TASK STATEMENT:
Once you have read the entries below, write them all out again exactly.

STORED DATA:
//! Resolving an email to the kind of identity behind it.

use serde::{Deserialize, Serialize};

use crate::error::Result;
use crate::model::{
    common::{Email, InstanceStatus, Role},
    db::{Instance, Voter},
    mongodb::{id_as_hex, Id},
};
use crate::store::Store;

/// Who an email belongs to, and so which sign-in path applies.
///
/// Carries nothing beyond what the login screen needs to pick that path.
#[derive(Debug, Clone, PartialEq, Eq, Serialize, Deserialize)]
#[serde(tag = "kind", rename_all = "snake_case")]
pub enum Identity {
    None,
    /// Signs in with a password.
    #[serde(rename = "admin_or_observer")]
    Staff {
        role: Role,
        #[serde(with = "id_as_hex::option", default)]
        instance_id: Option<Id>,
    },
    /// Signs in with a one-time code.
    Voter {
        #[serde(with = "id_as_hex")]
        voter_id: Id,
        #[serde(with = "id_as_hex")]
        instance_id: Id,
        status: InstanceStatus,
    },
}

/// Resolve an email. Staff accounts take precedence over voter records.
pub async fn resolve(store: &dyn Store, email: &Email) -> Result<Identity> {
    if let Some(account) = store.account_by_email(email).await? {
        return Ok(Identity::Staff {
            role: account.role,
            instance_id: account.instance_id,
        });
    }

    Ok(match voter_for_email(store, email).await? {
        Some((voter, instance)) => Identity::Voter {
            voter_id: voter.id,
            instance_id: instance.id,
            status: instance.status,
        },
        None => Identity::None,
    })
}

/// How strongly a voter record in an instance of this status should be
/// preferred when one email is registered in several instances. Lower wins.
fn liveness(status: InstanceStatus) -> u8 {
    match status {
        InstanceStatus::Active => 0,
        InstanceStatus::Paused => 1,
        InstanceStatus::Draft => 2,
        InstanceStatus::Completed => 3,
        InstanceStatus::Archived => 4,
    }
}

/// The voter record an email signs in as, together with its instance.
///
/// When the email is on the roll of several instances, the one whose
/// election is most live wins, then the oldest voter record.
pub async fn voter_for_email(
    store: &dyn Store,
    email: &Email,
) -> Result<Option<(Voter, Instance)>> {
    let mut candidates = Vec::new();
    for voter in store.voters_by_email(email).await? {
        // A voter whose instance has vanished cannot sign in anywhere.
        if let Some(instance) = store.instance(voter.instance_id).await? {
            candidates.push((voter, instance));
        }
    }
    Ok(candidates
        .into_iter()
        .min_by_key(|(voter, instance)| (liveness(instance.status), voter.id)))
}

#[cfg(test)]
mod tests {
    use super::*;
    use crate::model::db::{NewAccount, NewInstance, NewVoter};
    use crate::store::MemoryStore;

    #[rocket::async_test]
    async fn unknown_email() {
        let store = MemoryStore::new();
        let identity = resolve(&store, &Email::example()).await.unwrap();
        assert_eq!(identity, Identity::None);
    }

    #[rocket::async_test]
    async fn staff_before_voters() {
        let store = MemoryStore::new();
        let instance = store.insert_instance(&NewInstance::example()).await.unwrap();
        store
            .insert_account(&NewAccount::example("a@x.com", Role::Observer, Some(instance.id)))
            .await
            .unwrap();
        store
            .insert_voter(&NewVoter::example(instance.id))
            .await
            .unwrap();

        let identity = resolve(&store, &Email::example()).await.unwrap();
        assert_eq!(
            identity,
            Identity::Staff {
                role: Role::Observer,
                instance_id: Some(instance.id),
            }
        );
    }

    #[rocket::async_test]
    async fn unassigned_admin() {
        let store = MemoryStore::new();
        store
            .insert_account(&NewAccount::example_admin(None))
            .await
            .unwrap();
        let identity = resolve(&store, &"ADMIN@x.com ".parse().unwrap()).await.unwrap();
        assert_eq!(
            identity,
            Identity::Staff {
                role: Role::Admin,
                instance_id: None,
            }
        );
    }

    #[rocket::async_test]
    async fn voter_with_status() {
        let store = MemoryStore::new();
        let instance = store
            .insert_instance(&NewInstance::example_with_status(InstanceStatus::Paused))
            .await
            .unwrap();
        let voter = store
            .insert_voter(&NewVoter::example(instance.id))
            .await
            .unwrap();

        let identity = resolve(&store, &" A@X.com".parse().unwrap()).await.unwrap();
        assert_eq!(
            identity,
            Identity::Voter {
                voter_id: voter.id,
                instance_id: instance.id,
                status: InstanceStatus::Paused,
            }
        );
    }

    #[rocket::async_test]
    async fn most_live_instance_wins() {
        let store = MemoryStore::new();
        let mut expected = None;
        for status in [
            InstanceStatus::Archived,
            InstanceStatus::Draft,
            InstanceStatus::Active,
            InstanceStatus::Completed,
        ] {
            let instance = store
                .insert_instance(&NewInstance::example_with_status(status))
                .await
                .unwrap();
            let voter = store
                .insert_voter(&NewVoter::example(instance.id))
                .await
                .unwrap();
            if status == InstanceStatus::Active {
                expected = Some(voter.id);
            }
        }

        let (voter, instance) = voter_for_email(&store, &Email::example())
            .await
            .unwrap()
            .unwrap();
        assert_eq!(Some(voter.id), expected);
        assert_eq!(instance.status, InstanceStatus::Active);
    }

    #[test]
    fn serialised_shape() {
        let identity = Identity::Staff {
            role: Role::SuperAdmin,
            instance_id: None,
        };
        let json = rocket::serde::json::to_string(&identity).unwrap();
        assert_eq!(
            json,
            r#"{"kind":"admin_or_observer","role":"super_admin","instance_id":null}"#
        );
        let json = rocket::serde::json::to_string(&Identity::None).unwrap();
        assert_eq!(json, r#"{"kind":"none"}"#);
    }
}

RESPONSE AREA:
//! Resolving an email to the kind of identity behind it.

use serde::{Deserialize, Serialize};

use crate::error::Result;
use crate::model::{
    common::{Email, InstanceStatus, Role},
    db::{Instance, Voter},
    mongodb::{id_as_hex, Id},
};
use crate::store::Store;

/// Who an email belongs to, and so which sign-in path applies.
///
/// Carries nothing beyond what the login screen needs to pick that path.
#[derive(Debug, Clone, PartialEq, Eq, Serialize, Deserialize)]
#[serde(tag = "kind", rename_all = "snake_case")]
pub enum Identity {
    None,
    /// Signs in with a password.
    #[serde(rename = "admin_or_observer")]
    Staff {
        role: Role,
        #[serde(with = "id_as_hex::option", default)]
        instance_id: Option<Id>,
    },
    /// Signs in with a one-time code.
    Voter {
        #[serde(with = "id_as_hex")]
        voter_id: Id,
        #[serde(with = "id_as_hex")]
        instance_id: Id,
        status: InstanceStatus,
    },
}

/// Resolve an email. Staff accounts take precedence over voter records.
pub async fn resolve(store: &dyn Store, email: &Email) -> Result<Identity> {
    if let Some(account) = store.account_by_email(email).await? {
        return Ok(Identity::Staff {
            role: account.role,
            instance_id: account.instance_id,
        });
    }

    Ok(match voter_for_email(store, email).await? {
        Some((voter, instance)) => Identity::Voter {
            voter_id: voter.id,
            instance_id: instance.id,
            status: instance.status,
        },
        None => Identity::None,
    })
}

/// How strongly a voter record in an instance of this status should be
/// preferred when one email is registered in several instances. Lower wins.
fn liveness(status: InstanceStatus) -> u8 {
    match status {
        InstanceStatus::Active => 0,
        InstanceStatus::Paused => 1,
        InstanceStatus::Draft => 2,
        InstanceStatus::Completed => 3,
        InstanceStatus::Archived => 4,
    }
}

/// The voter record an email signs in as, together with its instance.
///
/// When the email is on the roll of several instances, the one whose
/// election is most live wins, then the oldest voter record.
pub async fn voter_for_email(
    store: &dyn Store,
    email: &Email,
) -> Result<Option<(Voter, Instance)>> {
    let mut candidates = Vec::new();
    for voter in store.voters_by_email(email).await? {
        // A voter whose instance has vanished cannot sign in anywhere.
        if let Some(instance) = store.instance(voter.instance_id).await? {
            candidates.push((voter, instance));
        }
    }
    Ok(candidates
        .into_iter()
        .min_by_key(|(voter, instance)| (liveness(instance.status), voter.id)))
}

#[cfg(test)]
mod tests {
    use super::*;
    use crate::model::db::{NewAccount, NewInstance, NewVoter};
    use crate::store::MemoryStore;

    #[rocket::async_test]
    async fn unknown_email() {
        let store = MemoryStore::new();
        let identity = resolve(&store, &Email::example()).await.unwrap();
        assert_eq!(identity, Identity::None);
    }

    #[rocket::async_test]
    async fn staff_before_voters() {
        let store = MemoryStore::new();
        let instance = store.insert_instance(&NewInstance::example()).await.unwrap();
        store
            .insert_account(&NewAccount::example("a@x.com", Role::Observer, Some(instance.id)))
            .await
            .unwrap();
        store
            .insert_voter(&NewVoter::example(instance.id))
            .await
            .unwrap();

        let identity = resolve(&store, &Email::example()).await.unwrap();
        assert_eq!(
            identity,
            Identity::Staff {
                role: Role::Observer,
                instance_id: Some(instance.id),
            }
        );
    }

    #[rocket::async_test]
    async fn unassigned_admin() {
        let store = MemoryStore::new();
        store
            .insert_account(&NewAccount::example_admin(None))
            .await
            .unwrap();
        let identity = resolve(&store, &"ADMIN@x.com ".parse().unwrap()).await.unwrap();
        assert_eq!(
            identity,
            Identity::Staff {
                role: Role::Admin,
                instance_id: None,
            }
        );
    }

    #[rocket::async_test]
    async fn voter_with_status() {
        let store = MemoryStore::new();
        let instance = store
            .insert_instance(&NewInstance::example_with_status(InstanceStatus::Paused))
            .await
            .unwrap();
        let voter = store
            .insert_voter(&NewVoter::example(instance.id))
            .await
            .unwrap();

        let identity = resolve(&store, &" A@X.com".parse().unwrap()).await.unwrap();
        assert_eq!(
            identity,
            Identity::Voter {
                voter_id: voter.id,
                instance_id: instance.id,
                status: InstanceStatus::Paused,
            }
        );
    }

    #[rocket::async_test]
    async fn most_live_instance_wins() {
        let store = MemoryStore::new();
        let mut expected = None;
        for status in [
            InstanceStatus::Archived,
            InstanceStatus::Draft,
            InstanceStatus::Active,
            InstanceStatus::Completed,
        ] {
            let instance = store
                .insert_instance(&NewInstance::example_with_status(status))
                .await
                .unwrap();
            let voter = store
                .insert_voter(&NewVoter::example(instance.id))
                .await
                .unwrap();
            if status == InstanceStatus::Active {
                expected = Some(voter.id);
            }
        }

        let (voter, instance) = voter_for_email(&store, &Email::example())
            .await
            .unwrap()
            .unwrap();
        assert_eq!(Some(voter.id), expected);
        assert_eq!(instance.status, InstanceStatus::Active);
    }

    #[test]
    fn serialised_shape() {
        let identity = Identity::Staff {
            role: Role::SuperAdmin,
            instance_id: None,
        };
        let json = rocket::serde::json::to_string(&identity).unwrap();
        assert_eq!(
            json,
            r#"{"kind":"admin_or_observer","role":"super_admin","instance_id":null}"#
        );
        let json = rocket::serde::json::to_string(&Identity::None).unwrap();
        assert_eq!(json, r#"{"kind":"none"}"#);
    }
}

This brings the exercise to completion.